* _Task to carry out_: Give back exactly the lines of the material below that start at the line containing "#[arg(long, short, default_value" and end at the line containing "async fn main()", and no others.

* _Materials provided_:
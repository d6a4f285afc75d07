//! # peeruno
//!
//! Command-line driver for peeruno tables.
//!
//! ## Commands
//!
//! - `simulate`: Run a host and bot followers over the in-memory transport
//! - `default-config`: Print the default host configuration
//!
//! ## Example
//!
//! ```bash
//! # Four bots, reproducible deal
//! peeruno simulate --players 4 --seed 42
//!
//! # Custom rules, chatty logs
//! peeruno default-config > table.toml
//! RUST_LOG=debug peeruno --config table.toml simulate --players 6
//! ```

use anyhow::{Context, Result};
use clap::{Parser, Subcommand};
use std::path::PathBuf;
use tracing_subscriber::{fmt, layer::SubscriberExt, util::SubscriberInitExt, EnvFilter};
use uno_host::Config;

mod bot;
mod commands;

use commands::{default_config, simulate};

/// Command-line driver for peeruno tables.
#[derive(Parser, Debug)]
#[command(name = "peeruno")]
#[command(version, about, long_about = None)]
struct Cli {
    /// Host configuration file (TOML)
    #[arg(long, global = true)]
    config: Option<PathBuf>,

    #[command(subcommand)]
    command: Commands,
}

#[derive(Subcommand, Debug)]
enum Commands {
    /// Play one game between bots and check every view converges
    Simulate {
        /// Seats at the table, host included
        #[arg(long, short, default_value = "4")]
        players: usize,

        /// Seed for the host's shuffles
        #[arg(long)]
        seed: Option<u64>,

        /// Stop after this many moves if nobody has won
        #[arg(long, default_value = "1000")]
        max_turns: usize,
    },

    /// Print the default configuration
    DefaultConfig,
}

#[tokio::main]
async fn main() -> Result<()> {
    let cli = Cli::parse();

    let config = match &cli.config {
        Some(path) => Config::from_file(path)
            .with_context(|| format!("Failed to load config from {}", path.display()))?,
        None => Config::default(),
    };
    init_tracing(&config.logging.filter);

    match cli.command {
        Commands::Simulate {
            players,
            seed,
            max_turns,
        } => {
            let options = simulate::Options {
                players,
                seed,
                max_turns,
            };
            let outcome = simulate::run(config, options).await?;

            match &outcome.winner {
                Some(winner) => println!("{winner} wins after {} turns", outcome.turns),
                None => println!("No winner after {} turns", outcome.turns),
            }
            if let Some(action) = &outcome.final_state.last_action {
                println!("  Last action: {action}");
            }
            for player in &outcome.final_state.players {
                println!("  {:<8} {} cards", player.name, player.hand.len());
            }
            println!(
                "  Converged: host and {} followers, {} chat messages",
                outcome.followers,
                outcome.chat.len()
            );
        }
        Commands::DefaultConfig => {
            print!("{}", default_config::run()?);
        }
    }

    Ok(())
}

/// Install the fmt subscriber. `RUST_LOG` wins over the configured filter.
fn init_tracing(default_filter: &str) {
    let filter =
        EnvFilter::try_from_default_env().unwrap_or_else(|_| EnvFilter::new(default_filter));
    tracing_subscriber::registry()
        .with(filter)
        .with(fmt::layer().with_target(false).with_writer(std::io::stderr))
        .init();
}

* _Reply_:
        #[arg(long, short, default_value = "4")]
        players: usize,

        /// Seed for the host's shuffles
        #[arg(long)]
        seed: Option<u64>,

        /// Stop after this many moves if nobody has won
        #[arg(long, default_value = "1000")]
        max_turns: usize,
    },

    /// Print the default configuration
    DefaultConfig,
}

#[tokio::main]
async fn main() -> Result<()> {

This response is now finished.